Broadcast revenue has driven franchise values. The IPL sold its 2023-27 media rights to Disney Star and Viacom18 for $6.2 billion, a three-fold increase on the previous cycle.
Rival team owners include Reliance Industries (Mumbai Indians), JSW Group (Delhi Capitals) and the publicly traded India Cements (Chennai Super Kings).
RCB’s social media following of 45 million across platforms trails only Mumbai’s 55 million, according to digital analytics firm Convosight.
The sale requires approval from competition regulators and could close within 90 days, bankers familiar with the process said.
Jefferies India advised United Spirits on the transaction. Deloitte conducted financial due diligence for the buyers.
RCB’s valuation translates to $14.8 million per match based on the current IPL schedule of 14 league games per season plus potential playoffs.
Background
The Indian Premier League began in 2008 with eight franchises sold for a combined $723 million. RCB was originally bought by Vijay Mallya’s United Spirits for $111 million, making it the third-most expensive team behind Mumbai and Chennai.

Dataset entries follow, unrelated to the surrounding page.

//! # Tax Computation
//!
//! Derives the tax amount carried by (or added to) a product price.
//!
//! ## Algorithm
//! ```text
//! ┌─────────────────────────────────────────────────────────────────────────┐
//! │  total = Σ percentage over the tax set        (empty set → 0)           │
//! │                                                                         │
//! │  INCLUSIVE (price already contains tax)                                 │
//! │    base = price / (1 + total/100)                                       │
//! │    tax  = price - base                                                  │
//! │    100.000 @ 18% → 100 - 84.7457... = 15.2542... → 15.25                │
//! │                                                                         │
//! │  EXCLUSIVE (tax is added on top)                                        │
//! │    tax  = total × price / 100                                           │
//! │    100.000 @ 18% → 18.00                                                │
//! │                                                                         │
//! │  Result rounded to 2 places, half-to-even                               │
//! └─────────────────────────────────────────────────────────────────────────┘
//! ```
//!
//! Inclusive prices need `1 + total/100 > 0`. A set summing to -100% or less
//! is rejected with [`CoreError::InvalidTaxConfiguration`]; no amount is
//! produced.

use rust_decimal::Decimal;
use serde::{Deserialize, Serialize};
use ts_rs::TS;

use crate::error::{CoreError, CoreResult};
use crate::money::{round_money, Price};

/// Whether a price already contains its tax.
#[derive(Debug, Clone, Copy, PartialEq, Eq, Default, Serialize, Deserialize, TS)]
#[ts(export)]
#[serde(rename_all = "snake_case")]
pub enum TaxMode {
    /// Price + tax shown separately.
    Exclusive,
    /// Price includes tax.
    #[default]
    Inclusive,
}

impl TaxMode {
    /// Maps a product's `is_inclusive` flag to a mode.
    pub const fn from_inclusive(is_inclusive: bool) -> Self {
        if is_inclusive {
            TaxMode::Inclusive
        } else {
            TaxMode::Exclusive
        }
    }
}

/// Computes the tax amount for `price` under `total_percentage`.
///
/// ## Example
/// ```rust
/// use cafe_core::money::Price;
/// use cafe_core::pricing::{compute_tax, TaxMode};
/// use rust_decimal::Decimal;
///
/// let price = Price::new(Decimal::new(100, 0)).unwrap();
/// let rate = Decimal::new(18, 0);
///
/// assert_eq!(compute_tax(price, TaxMode::Inclusive, rate).unwrap().to_string(), "15.25");
/// assert_eq!(compute_tax(price, TaxMode::Exclusive, rate).unwrap().to_string(), "18.00");
/// ```
pub fn compute_tax(price: Price, mode: TaxMode, total_percentage: Decimal) -> CoreResult<Decimal> {
    let amount = price.amount();

    let overflow = || CoreError::invalid_tax(total_percentage, "arithmetic overflow");

    let raw = match mode {
        TaxMode::Inclusive => {
            let divisor = total_percentage
                .checked_div(Decimal::ONE_HUNDRED)
                .and_then(|rate| Decimal::ONE.checked_add(rate))
                .ok_or_else(overflow)?;

            if divisor <= Decimal::ZERO {
                return Err(CoreError::invalid_tax(
                    total_percentage,
                    "inclusive price needs a total rate above -100%",
                ));
            }

            let base = amount.checked_div(divisor).ok_or_else(overflow)?;
            amount.checked_sub(base).ok_or_else(overflow)?
        }
        TaxMode::Exclusive => total_percentage
            .checked_mul(amount)
            .and_then(|scaled| scaled.checked_div(Decimal::ONE_HUNDRED))
            .ok_or_else(overflow)?,
    };

    Ok(round_money(raw))
}

// =============================================================================
// Unit Tests
// =============================================================================

#[cfg(test)]
mod tests {
    use super::*;
    use rust_decimal_macros::dec;

    fn price(value: Decimal) -> Price {
        Price::new(value).unwrap()
    }

    #[test]
    fn test_inclusive_backs_out_tax() {
        let tax = compute_tax(price(dec!(100.000)), TaxMode::Inclusive, dec!(18)).unwrap();
        assert_eq!(tax, dec!(15.25));
    }

    #[test]
    fn test_exclusive_adds_tax() {
        let tax = compute_tax(price(dec!(100.000)), TaxMode::Exclusive, dec!(18)).unwrap();
        assert_eq!(tax.to_string(), "18.00");
    }

    #[test]
    fn test_zero_rate_is_zero_tax() {
        for mode in [TaxMode::Inclusive, TaxMode::Exclusive] {
            let tax = compute_tax(price(dec!(250.5)), mode, Decimal::ZERO).unwrap();
            assert_eq!(tax.to_string(), "0.00");
        }
    }

    #[test]
    fn test_minus_hundred_inclusive_is_rejected() {
        let err = compute_tax(price(dec!(100)), TaxMode::Inclusive, dec!(-100)).unwrap_err();
        assert!(matches!(
            err,
            CoreError::InvalidTaxConfiguration { total_percentage, .. } if total_percentage == dec!(-100)
        ));

        assert!(compute_tax(price(dec!(100)), TaxMode::Inclusive, dec!(-150)).is_err());
    }

    #[test]
    fn test_minus_hundred_exclusive_is_a_full_rebate() {
        let tax = compute_tax(price(dec!(100)), TaxMode::Exclusive, dec!(-100)).unwrap();
        assert_eq!(tax, dec!(-100.00));
    }

    #[test]
    fn test_fractional_rates_round_half_even() {
        // 0.250 × 5% = 0.0125 → 0.01
        let tax = compute_tax(price(dec!(0.250)), TaxMode::Exclusive, dec!(5)).unwrap();
        assert_eq!(tax, dec!(0.01));

        // 10.500 × 5% = 0.525 → 0.52, half-up would give 0.53
        let tax = compute_tax(price(dec!(10.500)), TaxMode::Exclusive, dec!(5)).unwrap();
        assert_eq!(tax, dec!(0.52));
    }

    #[test]
    fn test_inclusive_small_rate() {
        // 59.000 incl. 5%: 59 - 59/1.05 = 59 - 56.190476... = 2.809523... → 2.81
        let tax = compute_tax(price(dec!(59)), TaxMode::Inclusive, dec!(5)).unwrap();
        assert_eq!(tax, dec!(2.81));
    }

    #[test]
    fn test_tax_mode_from_flag() {
        assert_eq!(TaxMode::from_inclusive(true), TaxMode::Inclusive);
        assert_eq!(TaxMode::from_inclusive(false), TaxMode::Exclusive);
        assert_eq!(TaxMode::default(), TaxMode::Inclusive);
    }
}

League revenues have surged through sponsorship and media deals. Annual title sponsorship income rose from $12 million with DLF in 2008 to $145 million with Tata from 2024. Star India paid $2.55 billion for worldwide television and digital rights for 2018-22, then lost the 2023-27 package to a Disney Star-Viacom18 split that cost a combined $6.2 billion.
What’s Next
The new owners take control with the IPL mega-auction set for December ahead of the 2025 season. Player retention rules allow franchises to keep a maximum of 4 players, forcing RCB to decide whether to retain captain Faf du Plessis and star batter Virat Kohli within a combined purse of $12 million per team.
The transaction fuels debate over whether record franchise prices will translate into higher ticket prices and subscription fees for fans already paying up to $50 for prime seat categories. RCB’s average home attendance at the 40,000-capacity M Chinnaswamy Stadium exceeded 90 percent in 2024, club data showed.